Would you please transcribe, exactly as written, the lines of the entries below starting at the one that holds "self.end_position = self.start_position;" and ending at the one that holds "exactly on the distance budget", both included?

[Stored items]
--
use crate::block::{Block, Wall};
use crate::direction::Compass;
use crate::grid::{get_enter_side, split_position, CellMap};
use macroquad::math::Vec2;
use std::collections::HashMap;

/// Distance a ray is pushed out of a portal exit along its new heading so
/// the next iteration does not re-trigger the same boundary.
pub const PORTAL_EXIT_NUDGE: f32 = 0.05;

/// Added to backward edge steps so floating-point rounding at a cell
/// boundary cannot leave the ray stuck on it.
const CROSSING_EPSILON: f32 = 0.001;

const EDGE_CACHE_CAPACITY: usize = 500;

/// Starting from a fractional offset inside a unit cell, the distance to the
/// nearest cell boundary along the heading, in cell-fraction units.
/// An axis with a zero heading component never limits the step; the heading
/// itself must be nonzero.
pub fn step_to_edge(frac: Vec2, direction: Vec2) -> f32 {
    debug_assert!(direction != Vec2::ZERO, "step to edge requires a nonzero heading");
    let mut step_x = f32::INFINITY;
    let mut step_y = f32::INFINITY;

    if direction.x > 0.0 {
        step_x = (1.0 - frac.x) / direction.x;
    } else if direction.x < 0.0 {
        step_x = frac.x / -direction.x + CROSSING_EPSILON;
    }
    if direction.y > 0.0 {
        step_y = (1.0 - frac.y) / direction.y;
    } else if direction.y < 0.0 {
        step_y = frac.y / -direction.y + CROSSING_EPSILON;
    }
    step_x.min(step_y)
}

/// Bounded memo over `step_to_edge`. Rays revisit the same (offset, heading)
/// pairs constantly within a fan, so a small exact-key cache pays for
/// itself; when full it is dropped wholesale and rebuilt.
#[derive(Debug, Default)]
pub struct EdgeStepCache {
    entries: HashMap<[u32; 4], f32>,
}

impl EdgeStepCache {
    pub fn new() -> Self {
        EdgeStepCache {
            entries: HashMap::with_capacity(EDGE_CACHE_CAPACITY),
        }
    }

    pub fn len(&self) -> usize {
        self.entries.len()
    }

    pub fn is_empty(&self) -> bool {
        self.entries.is_empty()
    }

    pub fn step_to_edge(&mut self, frac: Vec2, direction: Vec2) -> f32 {
        let key = [
            frac.x.to_bits(),
            frac.y.to_bits(),
            direction.x.to_bits(),
            direction.y.to_bits(),
        ];
        if let Some(&step) = self.entries.get(&key) {
            return step;
        }
        let step = step_to_edge(frac, direction);
        if self.entries.len() >= EDGE_CACHE_CAPACITY {
            self.entries.clear();
        }
        self.entries.insert(key, step);
        step
    }
}

/// What a ray segment ended on.
#[derive(Clone, Copy, Debug, PartialEq, Eq)]
pub enum HitKind {
    Wall(Wall),
    Mirror,
    Portal,
    /// The ray ran out of visible distance in open space.
    Exhausted,
}

/// One straight-line portion of a ray's path between two events.
#[derive(Clone, Copy, Debug)]
pub struct RaySegment {
    pub start: Vec2,
    pub end: Vec2,
    /// Length in cell units.
    pub distance: f32,
    pub hit: HitKind,
}

/// Loop control for the marching state machine.
enum Flow {
    /// Terminal: a finished segment has been recorded.
    Stop,
    /// Re-enter the loop without stepping (after a teleport).
    Restart,
    /// Proceed to the edge step.
    Advance,
}

/// A single marching ray. Owns its heading outright; reflection and
/// teleportation mutate it in place, so rays never share one.
pub struct CastingRay<'a> {
    pub direction: Vec2,
    pub visible_distance: f32,

    /// Cumulative distance marched, in cell units.
    pub total_distance: f32,
    /// Distance accumulated in the segment being built.
    pub segment_distance: f32,
    pub segments: Vec<RaySegment>,
    /// Raw sample point at every iteration and event, for debug rendering.
    pub points: Vec<Vec2>,

    pub start_position: Vec2,
    pub end_position: Vec2,

    map: &'a CellMap,
}

impl<'a> CastingRay<'a> {
    pub fn new(origin: Vec2, direction: Vec2, visible_distance: f32, map: &'a CellMap) -> Self {
        CastingRay {
            direction,
            visible_distance,
            total_distance: 0.0,
            segment_distance: 0.0,
            segments: Vec::new(),
            points: Vec::new(),
            start_position: origin,
            end_position: origin,
            map,
        }
    }

    /// March the ray to termination, accumulating segments and points.
    pub fn cast(&mut self, cache: &mut EdgeStepCache) {
        loop {
            self.points.push(self.end_position);
            let (cell, frac) = split_position(self.end_position, self.map.square_size);
            let enter_side = get_enter_side(frac, self.direction);

            match self.handle_block(cell, enter_side) {
                Flow::Stop => break,
                Flow::Restart => continue,
                Flow::Advance => {}
            }

            if matches!(self.take_step(frac, cache), Flow::Stop) {
                break;
            }
        }
    }

    /// Dispatch on the block at the ray's current cell.
    fn handle_block(&mut self, cell: (i32, i32), enter_side: Compass) -> Flow {
        let map = self.map;
        match map.block_at(cell.0, cell.1) {
            Block::Empty => Flow::Advance,

            Block::Wall(kind) => {
                let kind = *kind;
                self.finish_segment(HitKind::Wall(kind));
                Flow::Stop
            }

            Block::Mirror(mirror) => {
                if !mirror.reflects(enter_side) {
                    // unmirrored face, plain wall
                    self.finish_segment(HitKind::Wall(Wall::Normal));
                    return Flow::Stop;
                }
                self.finish_segment(HitKind::Mirror);
                self.start_position = self.end_position;
                self.segment_distance = 0.0;
                self.reflect(cell, enter_side);
                Flow::Advance
            }

            Block::Portal(portal) => {
                if !portal.is_linked(enter_side) {
                    // unlinked face, plain wall
                    self.finish_segment(HitKind::Wall(Wall::Normal));
                    return Flow::Stop;
                }
                self.finish_segment(HitKind::Portal);
                self.segment_distance = 0.0;
                let (position, direction) =
                    map.portal_transform(self.end_position, self.direction);
                self.direction = direction;
                // nudge out of the exit boundary
                self.start_position = position + self.direction * PORTAL_EXIT_NUDGE;
                self.end_position = self.start_position;
                Flow::Restart
            }
        }
    }

    /// Reflect the heading against a mirror face. Which axis flips depends
    /// on whether the neighbor cell beyond the entered face is occupied: an
    /// occupied neighbor means the face is an exposed corner piece, an open
    /// neighbor a flat mounted mirror.
    fn reflect(&mut self, cell: (i32, i32), enter_side: Compass) {
        let (dx, dy) = enter_side.offset();
        let neighbor = self.map.block_at(cell.0 + dx, cell.1 + dy);
        let horizontal_entry = enter_side.intersects(Compass::LEFT | Compass::RIGHT);
        if neighbor.blocks_movement() {
            if horizontal_entry {
                self.direction.y = -self.direction.y;
            } else {
                self.direction.x = -self.direction.x;
            }
        } else if horizontal_entry {
            self.direction.x = -self.direction.x;
        } else {
            self.direction.y = -self.direction.y;
        }
    }

    /// Advance to the next cell edge, terminating on the distance budget or
    /// the map boundary.
    fn take_step(&mut self, frac: Vec2, cache: &mut EdgeStepCache) -> Flow {
        let step = cache.step_to_edge(frac, self.direction);
        let new_position = self.end_position + self.position_step(step);
        let new_total = self.total_distance + step;

        if new_total > self.visible_distance || !self.map.in_bounds(new_position) {
            let (adjusted, hit) = if new_total > self.visible_distance {
                // land exactly on the distance budget
                (self.visible_distance - self.total_distance, HitKind::Exhausted)
            } else {
                // shrink until the end position is back inside the map
                let mut adjusted = step;
                loop {
                    adjusted *= 0.99;
                    if self
                        .map
                        .in_bounds(self.end_position + self.position_step(adjusted))
                    {
                        break;
                    }
                }
                (adjusted, HitKind::Wall(Wall::Border))
            };
            self.end_position += self.position_step(adjusted);
            self.total_distance += adjusted;
            self.segment_distance += adjusted;
            self.finish_segment(hit);
            return Flow::Stop;
        }

        self.end_position = new_position;
        self.total_distance = new_total;
        self.segment_distance += step;
        Flow::Advance
    }

    /// World-unit offset of a step of the given cell-unit length.
    fn position_step(&self, distance: f32) -> Vec2 {
        self.direction * distance * self.map.square_size
    }

    fn finish_segment(&mut self, hit: HitKind) {
        self.segments.push(RaySegment {
            start: self.start_position,
            end: self.end_position,
            distance: self.segment_distance,
            hit,
        });
        self.points.push(self.end_position);
    }
}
--
**RESULT BELOW:**
                self.end_position = self.start_position;
                Flow::Restart
            }
        }
    }

    /// Reflect the heading against a mirror face. Which axis flips depends
    /// on whether the neighbor cell beyond the entered face is occupied: an
    /// occupied neighbor means the face is an exposed corner piece, an open
    /// neighbor a flat mounted mirror.
    fn reflect(&mut self, cell: (i32, i32), enter_side: Compass) {
        let (dx, dy) = enter_side.offset();
        let neighbor = self.map.block_at(cell.0 + dx, cell.1 + dy);
        let horizontal_entry = enter_side.intersects(Compass::LEFT | Compass::RIGHT);
        if neighbor.blocks_movement() {
            if horizontal_entry {
                self.direction.y = -self.direction.y;
            } else {
                self.direction.x = -self.direction.x;
            }
        } else if horizontal_entry {
            self.direction.x = -self.direction.x;
        } else {
            self.direction.y = -self.direction.y;
        }
    }

    /// Advance to the next cell edge, terminating on the distance budget or
    /// the map boundary.
    fn take_step(&mut self, frac: Vec2, cache: &mut EdgeStepCache) -> Flow {
        let step = cache.step_to_edge(frac, self.direction);
        let new_position = self.end_position + self.position_step(step);
        let new_total = self.total_distance + step;

        if new_total > self.visible_distance || !self.map.in_bounds(new_position) {
            let (adjusted, hit) = if new_total > self.visible_distance {
                // land exactly on the distance budget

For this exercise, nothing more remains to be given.